Photo: Bears, Kristi Odom

Annual Meeting: 3:00 – 3:15 PM
Audubon Afternoon: 3:15 – 4:15 PM
Registration: Required and open on June 1
Location: VIRTUAL

Audubon Society of Northern Virginia will hold its annual membership meeting virtually via Zoom on Sunday, June 7 from 3:00 to 3:15 PM. The membership will vote on incoming Directors and new terms for Officers. The slate of proposed Board Members and Officers is below.

After the meeting, at 3:15 PM, we will welcome Kristi Odom for our Audubon Afternoon. Kristi’s article, “Watching over at-risk butterflies, bugs” appeared in the Washington Post on May 19. It follows Jim Waggener and his fellow citizen scientists as they document environmental changes through their 25 years of surveys. During her Audubon Afternoon presentation, Kristi will talk about her photography throughout the world and how her perspective changed after documenting the wildlife survey team.

International Wildlife Photographer Forever Changed by Local Project

Kristi Odom

Kristi Odom

Kristi Odom is an internationally acclaimed photographer, Nikon Ambassador and motivational speaker. She makes her home in the Washington DC area and travels the world shooting, teaching and sharing her insights to help our planet become a better, more loving place. With a background in sports, concerts and wedding photography, she now works solely on her biggest passion – wildlife.  A photographer and filmmaker, her work focuses on connecting people emotionally to animals and celebrating those who have a connection to the natural world.  Her accolades include over 60 international photography awards including several from Nature’s Best Photography. Her work has been exhibited at the Smithsonian Museum of Natural History and featured by Microsoft, Forbes, The Washington Post, Outside Magazine, Nikon and Rollingstone.com.

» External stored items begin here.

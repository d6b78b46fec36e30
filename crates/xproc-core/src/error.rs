//! Error types for the xproc reconciliation engine
//!
//! Every failure the core can report is a variant of [`Error`]. The first
//! group are the attributable failure points of `Connect`, the second group
//! are remote-system failures of a lifecycle phase. All of them are
//! non-fatal: the reconciliation loop records them on the resource status
//! and retries on the next trigger. [`Error::InconsistentState`] is the one
//! condition that should never be silently retried away.

use std::fmt;
use thiserror::Error;

/// Result type alias for xproc operations
pub type Result<T> = std::result::Result<T, Error>;

/// Lifecycle phase an error is attributed to
#[derive(Debug, Clone, Copy, PartialEq, Eq, Hash)]
pub enum Phase {
    Connect,
    Observe,
    Create,
    Update,
    Delete,
}

impl fmt::Display for Phase {
    fn fmt(&self, f: &mut fmt::Formatter<'_>) -> fmt::Result {
        let name = match self {
            Phase::Connect => "connect",
            Phase::Observe => "observe",
            Phase::Create => "create",
            Phase::Update => "update",
            Phase::Delete => "delete",
        };
        f.write_str(name)
    }
}

/// Core error type for the xproc system
#[derive(Error, Debug)]
pub enum Error {
    /// The desired-state record is not of a supported managed kind
    #[error("managed resource is not a {expected} custom resource (got {actual})")]
    InvalidResourceKind {
        /// Kind the connector handles
        expected: String,
        /// Kind found on the record
        actual: String,
    },

    /// Provider config usage could not be recorded
    #[error("cannot track ProviderConfig usage: {0}")]
    UsageTrackingFailed(String),

    /// Referenced provider config is absent or unreadable
    #[error("cannot get ProviderConfig {name}: {message}")]
    ConfigNotFound {
        /// ProviderConfig name
        name: String,
        /// Underlying cause
        message: String,
    },

    /// Credential bytes could not be extracted
    #[error("cannot get credentials: {0}")]
    CredentialResolutionFailed(String),

    /// Gateway could not be built from the resolved connection
    #[error("cannot create new gateway client: {0}")]
    ClientConstructionFailed(String),

    /// Observe failed against the remote system or the tracker
    #[error("cannot observe external resource {id}: {message}")]
    ObserveFailed { id: String, message: String },

    /// Create failed against the remote system or the tracker
    #[error("cannot create external resource {id}: {message}")]
    CreateFailed { id: String, message: String },

    /// Update failed against the remote system or the tracker
    #[error("cannot update external resource {id}: {message}")]
    UpdateFailed { id: String, message: String },

    /// Delete failed against the remote system or the tracker
    #[error("cannot delete external resource {id}: {message}")]
    DeleteFailed { id: String, message: String },

    /// Desired state and existence bookkeeping disagree
    #[error("inconsistent state for {id} during {phase}: {message}")]
    InconsistentState {
        id: String,
        phase: Phase,
        message: String,
    },

    /// Caller cancelled the operation
    #[error("{phase} cancelled")]
    Cancelled { phase: Phase },

    /// Caller-supplied deadline expired
    #[error("{phase} deadline exceeded")]
    DeadlineExceeded { phase: Phase },

    /// Raw gateway (transport/remote) failure
    #[error("Gateway error ({gateway}): {message}")]
    Gateway {
        /// Gateway name
        gateway: String,
        /// Error message
        message: String,
    },

    /// Existence tracker failure
    #[error("Existence tracker error: {0}")]
    Tracker(String),

    /// Declarative store failure
    #[error("Store error: {0}")]
    Store(String),

    /// Configuration errors
    #[error("Configuration error: {0}")]
    Config(String),

    /// Record not found
    #[error("Not found: {0}")]
    NotFound(String),

    /// I/O errors
    #[error("I/O error: {0}")]
    Io(#[from] std::io::Error),

    /// JSON serialization/deserialization errors
    #[error("JSON error: {0}")]
    Json(#[from] serde_json::Error),

    /// Generic error with context
    #[error("{0}")]
    Other(String),
}

impl Error {
    /// Create an invalid resource kind error
    pub fn invalid_kind(expected: impl Into<String>, actual: impl Into<String>) -> Self {
        Self::InvalidResourceKind {
            expected: expected.into(),
            actual: actual.into(),
        }
    }

    /// Create a "config not found" error
    pub fn config_not_found(name: impl Into<String>, message: impl Into<String>) -> Self {
        Self::ConfigNotFound {
            name: name.into(),
            message: message.into(),
        }
    }

    /// Create an inconsistent state error
    pub fn inconsistent(id: impl Into<String>, phase: Phase, message: impl Into<String>) -> Self {
        Self::InconsistentState {
            id: id.into(),
            phase,
            message: message.into(),
        }
    }

    /// Create a gateway error
    pub fn gateway(gateway: impl Into<String>, message: impl Into<String>) -> Self {
        Self::Gateway {
            gateway: gateway.into(),
            message: message.into(),
        }
    }

    /// Create a tracker error
    pub fn tracker(msg: impl Into<String>) -> Self {
        Self::Tracker(msg.into())
    }

    /// Create a store error
    pub fn store(msg: impl Into<String>) -> Self {
        Self::Store(msg.into())
    }

    /// Create a configuration error
    pub fn config(msg: impl Into<String>) -> Self {
        Self::Config(msg.into())
    }

    /// Create a "not found" error
    pub fn not_found(msg: impl Into<String>) -> Self {
        Self::NotFound(msg.into())
    }

    /// Wrap an error as the failure of a lifecycle phase for `id`.
    ///
    /// Errors that already carry their own attribution (cancellation,
    /// deadlines, inconsistent state, earlier phase failures) pass through.
    pub fn in_phase(self, phase: Phase, id: &str) -> Self {
        if self.phase().is_some() {
            return self;
        }

        let id = id.to_string();
        let message = self.to_string();
        match phase {
            Phase::Connect => Self::ClientConstructionFailed(message),
            Phase::Observe => Self::ObserveFailed { id, message },
            Phase::Create => Self::CreateFailed { id, message },
            Phase::Update => Self::UpdateFailed { id, message },
            Phase::Delete => Self::DeleteFailed { id, message },
        }
    }

    /// Phase this error is attributed to, if any
    pub fn phase(&self) -> Option<Phase> {
        match self {
            Self::InvalidResourceKind { .. }
            | Self::UsageTrackingFailed(_)
            | Self::ConfigNotFound { .. }
            | Self::CredentialResolutionFailed(_)
            | Self::ClientConstructionFailed(_) => Some(Phase::Connect),
            Self::ObserveFailed { .. } => Some(Phase::Observe),
            Self::CreateFailed { .. } => Some(Phase::Create),
            Self::UpdateFailed { .. } => Some(Phase::Update),
            Self::DeleteFailed { .. } => Some(Phase::Delete),
            Self::InconsistentState { phase, .. }
            | Self::Cancelled { phase }
            | Self::DeadlineExceeded { phase } => Some(*phase),
            _ => None,
        }
    }

    /// Whether the loop may retry this error on a later trigger
    ///
    /// Kind mismatches are programmer errors and an inconsistent state needs
    /// an operator; everything else is transient.
    pub fn is_retryable(&self) -> bool {
        !matches!(
            self,
            Self::InvalidResourceKind { .. } | Self::InconsistentState { .. }
        )
    }

    /// Whether this error signals a tracker/remote desync
    pub fn is_inconsistent(&self) -> bool {
        matches!(self, Self::InconsistentState { .. })
    }
}

impl From<anyhow::Error> for Error {
    fn from(err: anyhow::Error) -> Self {
        Self::Other(err.to_string())
    }
}
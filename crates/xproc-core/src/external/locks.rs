//! Per-identifier lifecycle serialization
//!
//! Used when the caller cannot promise single-flight reconciliation: every
//! lifecycle call holds the identifier's mutex for its whole duration, so a
//! Create and a concurrent Delete never interleave on one tracker entry.
//!
//! An identifier's entry lives only while someone holds or waits on it; the
//! last guard to drop removes it.

use dashmap::DashMap;
use std::sync::Arc;
use tokio::sync::{Mutex, OwnedMutexGuard};

type LockTable = DashMap<String, Arc<Mutex<()>>>;

#[derive(Debug, Default)]
pub struct IdentifierLocks {
    locks: Arc<LockTable>,
}

/// Exclusive access to one identifier, released on drop
#[derive(Debug)]
pub struct IdentifierGuard {
    // Field order is drop order: unlock before releasing the entry
    _guard: OwnedMutexGuard<()>,
    _release: Release,
}

/// Removes the identifier's entry once nobody else references it
#[derive(Debug)]
struct Release {
    locks: Arc<LockTable>,
    id: String,
}

impl IdentifierLocks {
    pub fn new() -> Self {
        Self::default()
    }

    /// Wait for exclusive access to `id`
    pub async fn acquire(&self, id: &str) -> IdentifierGuard {
        // Clone the Arc out so the shard lock is released before awaiting
        let lock = Arc::clone(&*self.locks.entry(id.to_string()).or_default());
        // Created before the await so a cancelled wait also releases the entry
        let release = Release {
            locks: Arc::clone(&self.locks),
            id: id.to_string(),
        };
        let guard = lock.lock_owned().await;
        IdentifierGuard {
            _guard: guard,
            _release: release,
        }
    }

    pub fn len(&self) -> usize {
        self.locks.len()
    }

    pub fn is_empty(&self) -> bool {
        self.locks.is_empty()
    }
}

impl Drop for Release {
    fn drop(&mut self) {
        // Holders and waiters own a clone; only the table's copy may remain
        self.locks
            .remove_if(&self.id, |_, lock| Arc::strong_count(lock) == 1);
    }
}
impl Reconciler {
    /// Create a new reconciler
    ///
    /// # Returns
    ///
    /// A tuple of (reconciler, event_receiver) where event_receiver yields
    /// reconcile events
    pub fn new(
        resources: Arc<dyn ResourceStore>,
        connector: Arc<dyn ExternalConnector>,
        config: ReconcilerConfig,
    ) -> Result<(Self, mpsc::Receiver<ReconcileEvent>)> {
        config.validate()?;

        let (tx, rx) = mpsc::channel(config.event_channel_capacity);

        let reconciler = Self {
            resources,
            connector,
            publisher: None,
            tracker: None,
            config,
            event_tx: tx,
        };

        Ok((reconciler, rx))
    }

    /// Publish connection details to `publisher`
    pub fn with_publisher(mut self, publisher: Arc<dyn ConnectionPublisher>) -> Self {
        self.publisher = Some(publisher);
        self
    }

    /// Flush `tracker` when the loop stops
    pub fn with_tracker(mut self, tracker: Arc<dyn ExistenceTracker>) -> Self {
        self.tracker = Some(tracker);
        self
    }

    /// Run one pass for `name` under the configured deadline
    pub async fn reconcile(&self, name: &str) -> Result<ReconcileOutcome> {
        let ctx = ReconcileContext::background().child_with_timeout(self.config.reconcile_timeout());
        self.reconcile_with(&ctx, name).await
    }

    /// Run one pass for `name` under `ctx`
    ///
    /// # Returns
    ///
    /// - `Ok(ReconcileOutcome)`: What the pass did
    /// - `Err(Error)`: The pass failed; the failure is already recorded on
    ///   the resource status
    pub async fn reconcile_with(&self, ctx: &ReconcileContext, name: &str) -> Result<ReconcileOutcome> {
        let Some(mut desired) = self.resources.get(name).await? else {
            debug!("Resource {} no longer exists, skipping", name);
            return Ok(ReconcileOutcome::NotFound);
        };

        match self.drive(ctx, &mut desired).await {
            Ok((outcome, details)) => {
                self.settle(&mut desired, outcome, &details).await?;
                Ok(outcome)
            }
            Err(e) => {
                self.record_failure(&mut desired, &e).await;
                Err(e)
            }
        }
    }

    /// Connect, then branch on deletion intent and the observation
    async fn drive(
        &self,
        ctx: &ReconcileContext,
        desired: &mut DesiredState,
    ) -> Result<(ReconcileOutcome, ConnectionDetails)> {
        let client = self.connector.connect(ctx, desired).await?;

        if desired.deletion_intent {
            client.delete(ctx, desired).await?;
            return Ok((ReconcileOutcome::Deleted, ConnectionDetails::new()));
        }

        let observation = client.observe(ctx, desired).await?;
        match observation.existence {
            Existence::NotExists => {
                let creation = client.create(ctx, desired).await?;
                Ok((ReconcileOutcome::Created, creation.connection_details))
            }
            Existence::Drifted => {
                let update = client.update(ctx, desired).await?;
                Ok((ReconcileOutcome::Updated, update.connection_details))
            }
            Existence::Current => Ok((ReconcileOutcome::UpToDate, observation.connection_details)),
        }
    }

    /// Write back the result of a successful pass
    async fn settle(
        &self,
        desired: &mut DesiredState,
        outcome: ReconcileOutcome,
        details: &ConnectionDetails,
    ) -> Result<()> {
        let name = desired.name.clone();
        let external_id = desired.external_id().to_string();
        let secret = desired.spec.write_connection_secret_to_ref.clone();

        if outcome == ReconcileOutcome::Deleted {
            if let (Some(publisher), Some(secret)) = (&self.publisher, &secret) {
                publisher.unpublish(secret).await?;
            }
            self.resources.finalize(&name).await?;
            info!("Deleted {} ({})", name, external_id);
            self.emit_event(ReconcileEvent::Deleted { name, external_id });
            return Ok(());
        }

        desired.status.set_conditions([Condition::reconcile_success()]);
        self.resources.update_status(&name, &desired.status).await?;

        if let (Some(publisher), Some(secret)) = (&self.publisher, &secret) {
            if !details.is_empty() {
                publisher.publish(secret, details).await?;
            }
        }

        match outcome {
            ReconcileOutcome::Created => {
                info!("Created {} ({})", name, external_id);
                self.emit_event(ReconcileEvent::Created { name, external_id });
            }
            ReconcileOutcome::Updated => {
                info!("Updated {} ({})", name, external_id);
                self.emit_event(ReconcileEvent::Updated { name, external_id });
            }
            _ => {
                debug!("{} is up to date", name);
                self.emit_event(ReconcileEvent::UpToDate { name });
            }
        }
        Ok(())
    }

    /// Surface a failed pass on the status, the log and the event channel
    async fn record_failure(&self, desired: &mut DesiredState, err: &Error) {
        let phase = err.phase().map(|p| p.to_string()).unwrap_or_else(|| "store".to_string());
        if err.is_inconsistent() {
            error!("Reconcile of {} failed in {}: {}", desired.name, phase, err);
        } else {
            warn!("Reconcile of {} failed in {}: {}", desired.name, phase, err);
        }

        desired.status.set_conditions([Condition::reconcile_error(err)]);
        if let Err(e) = self.resources.update_status(&desired.name, &desired.status).await {
            warn!("Failed to record status of {}: {}", desired.name, e);
        }

        self.emit_event(ReconcileEvent::Failed {
            name: desired.name.clone(),
            phase: err.phase(),
            error: err.to_string(),
            retryable: err.is_retryable(),
        });
    }

    /// Run the loop until SIGINT/SIGTERM
    ///
    /// # Returns
    ///
    /// - `Ok(())`: Clean shutdown
    /// - `Err(Error)`: Fatal error
    pub async fn run(&self) -> Result<()> {
        self.run_internal(None, None).await
    }

    /// Run the loop, also reconciling every name received on `triggers`
    pub async fn run_with_triggers(&self, triggers: mpsc::Receiver<String>) -> Result<()> {
        self.run_internal(Some(triggers), None).await
    }

    /// Run the loop until `shutdown_rx` resolves
    ///
    /// With `shutdown_rx` set to `None` this behaves like `run()`. Daemons
    /// that handle more than SIGINT wire their own signals through here.
    pub async fn run_with_shutdown(
        &self,
        triggers: Option<mpsc::Receiver<String>>,
        shutdown_rx: Option<oneshot::Receiver<()>>,
    ) -> Result<()> {
        self.run_internal(triggers, shutdown_rx).await
    }

    async fn run_internal(
        &self,
        mut triggers: Option<mpsc::Receiver<String>>,
        shutdown_rx: Option<oneshot::Receiver<()>>,
    ) -> Result<()> {
        let initial = self.resources.list().await?;
        self.emit_event(ReconcileEvent::Started {
            resources_count: initial.len(),
        });
        info!(
            "Reconciler started: {} resources, poll every {:?}",
            initial.len(),
            self.config.poll_interval()
        );

        let shutdown = async move {
            match shutdown_rx {
                // A dropped sender counts as a shutdown request
                Some(rx) => {
                    let _ = rx.await;
                }
                None => {
                    if let Err(e) = tokio::signal::ctrl_c().await {
                        error!("Failed to listen for shutdown signal: {}", e);
                        std::future::pending::<()>().await;
                    }
                }
            }
        };
        tokio::pin!(shutdown);

        let root = CancellationToken::new();
        let mut state = LoopState::default();
        let mut passes: JoinSet<(String, Result<ReconcileOutcome>)> = JoinSet::new();

        let mut ticker = tokio::time::interval(self.config.poll_interval());
        ticker.set_missed_tick_behavior(tokio::time::MissedTickBehavior::Delay);

        loop {
            self.dispatch(&mut state, &mut passes, &root);

            tokio::select! {
                biased;

                _ = &mut shutdown => {
                    info!("Shutdown signal received");
                    break;
                }

                Some(joined) = passes.join_next_with_id(), if !passes.is_empty() => {
                    match joined {
                        Ok((id, (name, result))) => {
                            state.tasks.remove(&id);
                            self.complete(&mut state, name, result);
                        }
                        Err(e) => self.abort_pass(&mut state, e),
                    }
                }

                Some(expired) = state.retries.next(), if !state.retries.is_empty() => {
                    let name = expired.into_inner();
                    state.retry_keys.remove(&name);
                    debug!("Retrying {}", name);
                    state.enqueue(name);
                }

                trigger = next_trigger(&mut triggers), if triggers.is_some() => {
                    match trigger {
                        Some(name) => state.enqueue(name),
                        None => {
                            debug!("Trigger channel closed");
                            triggers = None;
                        }
                    }
                }

                _ = ticker.tick() => {
                    match self.resources.list().await {
                        Ok(names) => {
                            for name in names {
                                state.enqueue(name);
                            }
                        }
                        Err(e) => warn!("Failed to list resources: {}", e),
                    }
                }
            }
        }

        // Abandon in-flight passes and wait for them to unwind
        root.cancel();
        while let Some(joined) = passes.join_next().await {
            match joined {
                Ok((name, Err(e))) => debug!("Pass for {} ended during shutdown: {}", name, e),
                Ok(_) => {}
                Err(e) => error!("Reconcile task failed during shutdown: {}", e),
            }
        }

        self.emit_event(ReconcileEvent::Stopped {
            reason: "Shutdown signal".to_string(),
        });

        if let Some(tracker) = &self.tracker {
            tracker.flush().await?;
            info!("Tracker flushed, reconciler stopped");
        } else {
            info!("Reconciler stopped");
        }

        Ok(())
    }

    /// Start queued passes up to the concurrency limit
    fn dispatch(
        &self,
        state: &mut LoopState,
        passes: &mut JoinSet<(String, Result<ReconcileOutcome>)>,
        root: &CancellationToken,
    ) {
        while passes.len() < self.config.max_concurrent_reconciles {
            let Some(name) = state.queue.pop_front() else {
                break;
            };
            state.queued.remove(&name);

            if state.in_flight.contains(&name) {
                state.dirty.insert(name);
                continue;
            }
            state.in_flight.insert(name.clone());

            let ctx = ReconcileContext::with_token(root.child_token())
                .child_with_timeout(self.config.reconcile_timeout());
            let this = self.clone();
            let task_name = name.clone();
            let handle = passes.spawn(async move {
                let result = this.reconcile_with(&ctx, &task_name).await;
                (task_name, result)
            });
            state.tasks.insert(handle.id(), name);
        }
    }

    /// Book-keep a pass whose task panicked or was aborted
    fn abort_pass(&self, state: &mut LoopState, err: JoinError) {
        let Some(name) = state.tasks.remove(&err.id()) else {
            error!("Reconcile task failed: {}", err);
            return;
        };
        error!("Reconcile task for {} failed: {}", name, err);
        self.emit_event(ReconcileEvent::Failed {
            name: name.clone(),
            phase: None,
            error: err.to_string(),
            retryable: true,
        });
        self.complete(state, name, Err(Error::Other(format!("reconcile task failed: {err}"))));
    }

    /// Book-keep a finished pass
    fn complete(&self, state: &mut LoopState, name: String, result: Result<ReconcileOutcome>) {
        state.in_flight.remove(&name);

        match result {
            Ok(_) => {
                state.attempts.remove(&name);
                if let Some(key) = state.retry_keys.remove(&name) {
                    state.retries.remove(&key);
                }
            }
            Err(e) if e.is_retryable() => {
                let attempt = state.attempts.entry(name.clone()).or_insert(0);
                *attempt = attempt.saturating_add(1);
                let attempt = *attempt;
                let delay = retry_delay(
                    attempt,
                    self.config.retry_base_delay(),
                    self.config.retry_max_delay(),
                );

                match state.retry_keys.get(&name) {
                    Some(key) => state.retries.reset(key, delay),
                    None => {
                        let key = state.retries.insert(name.clone(), delay);
                        state.retry_keys.insert(name.clone(), key);
                    }
                }
                debug!("Retry {} of {} in {:?}", attempt, name, delay);
                self.emit_event(ReconcileEvent::RetryScheduled {
                    name: name.clone(),
                    attempt,
                    delay,
                });
            }
            Err(_) => {
                // Needs an operator; the next poll tick revisits it
                state.attempts.remove(&name);
            }
        }

        if state.dirty.remove(&name) {
            state.enqueue(name);
        }
    }

    /// Emit a reconcile event
    fn emit_event(&self, event: ReconcileEvent) {
        if self.event_tx.try_send(event).is_err() {
            warn!("Event channel full, dropping event. Consider increasing event_channel_capacity.");
        }
    }
}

Election of Board Members and Officers

The following people are proposed as members of the ASNV Board of Directors:

Greg Butcher has been on the ASNV Board of Directors since 2014. Greg is the Migratory Species Coordinator for U.S. Forest Service International Programs.  He is a Ph.D. ornithologist who has worked for the National Audubon Society, American Birding Association, Partners in Flight, Birders World magazine and Cornell Lab of Ornithology.  Greg is a recognized public speaker and interpreter for bird conservation and ecology worldwide.  He welcomes the opportunity to contribute to Audubon's environmental mission at the local level.

Judy Gallagher has been an Audubon member for more than 25 years.  She loves birding, but is most passionate about documenting insects and spiders and their behavior and environment through macro photography.

Judy is a Certified Master Naturalist and a charter member of the Prince William Wildflower Society.  She has a Certificate in Natural History Field Studies from Audubon Naturalist Society.  She joined ASNV's wonderful Natural Resources Survey when she retired five years ago and spends most of her free time roaming natural spaces in Northern Virginia looking for bugs.  She also participates in several Christmas Bird Counts.

Joan Haffey couldn’t help but become a birder through osmosis and the patience of the birding community in Cape May, NJ, where she has vacationed for 30 years. Beginning with NJ Audubon, she is an ongoing and active member of three Audubon chapters. Joan is an Arlington Regional Master Naturalist whose focus is citizen science. This includes participation in regular natural resource surveys and bird counts as well as stream water quality monitoring. She helps enter historical data for some of these surveys in the eBird and PollardBase databases. Until she retired, Joan worked in global health in approximately 45 countries around the globe, including long-term assignments in West Africa, Central America and the People’s Republic of China. She is fluent in Spanish and comme ci, comme ça in French.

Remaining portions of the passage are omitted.